:: Extracted data ::

use chrono::{DateTime, Utc};
use serde::{Deserialize, Serialize};
use uuid::Uuid;

/// A registered account, including its credential hash
#[derive(Debug, Clone, PartialEq)]
pub struct User {
    pub id: Uuid,
    pub name: String,
    pub email: String,
    pub image_url: Option<String>,
    pub password_hash: String,
    pub created_at: DateTime<Utc>,
}

impl User {
    pub fn profile(&self) -> UserProfile {
        UserProfile {
            id: self.id,
            name: self.name.clone(),
            email: self.email.clone(),
            image_url: self.image_url.clone(),
            created_at: self.created_at,
        }
    }

    pub fn summary(&self) -> UserSummary {
        UserSummary {
            id: self.id,
            name: self.name.clone(),
            image_url: self.image_url.clone(),
        }
    }
}

/// What a user sees about their own account
#[derive(Debug, Clone, Serialize, Deserialize, PartialEq)]
#[serde(rename_all = "camelCase")]
pub struct UserProfile {
    pub id: Uuid,
    pub name: String,
    pub email: String,
    pub image_url: Option<String>,
    pub created_at: DateTime<Utc>,
}

/// Public identity attached to preferences and recommendations
#[derive(Debug, Clone, Serialize, Deserialize, PartialEq, Eq)]
#[serde(rename_all = "camelCase")]
pub struct UserSummary {
    pub id: Uuid,
    pub name: String,
    pub image_url: Option<String>,
}

/// Opaque bearer token bound to a user
#[derive(Debug, Clone, PartialEq)]
pub struct Session {
    pub token: String,
    pub user_id: Uuid,
    pub created_at: DateTime<Utc>,
    pub expires_at: DateTime<Utc>,
}

impl Session {
    pub fn is_expired(&self, now: DateTime<Utc>) -> bool {
        self.expires_at <= now
    }
}

/// Partial profile update
#[derive(Debug, Clone, Default, PartialEq)]
pub struct ProfileUpdate {
    pub name: Option<String>,
    /// `Some(None)` clears the avatar
    pub image_url: Option<Option<String>>,
}

/// Emails are compared and stored trimmed and lower-cased
pub fn normalize_email(email: &str) -> String {
    email.trim().to_lowercase()
}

:::

**Directions**:
Having located the line containing "#[derive(Debug, Clone, Default, PartialEq)]", set it down along with every line after it through the end of the data, reproducing each exactly.

**Solution to the problem**:
#[derive(Debug, Clone, Default, PartialEq)]
pub struct ProfileUpdate {
    pub name: Option<String>,
    /// `Some(None)` clears the avatar
    pub image_url: Option<Option<String>>,
}

/// Emails are compared and stored trimmed and lower-cased
pub fn normalize_email(email: &str) -> String {
    email.trim().to_lowercase()
}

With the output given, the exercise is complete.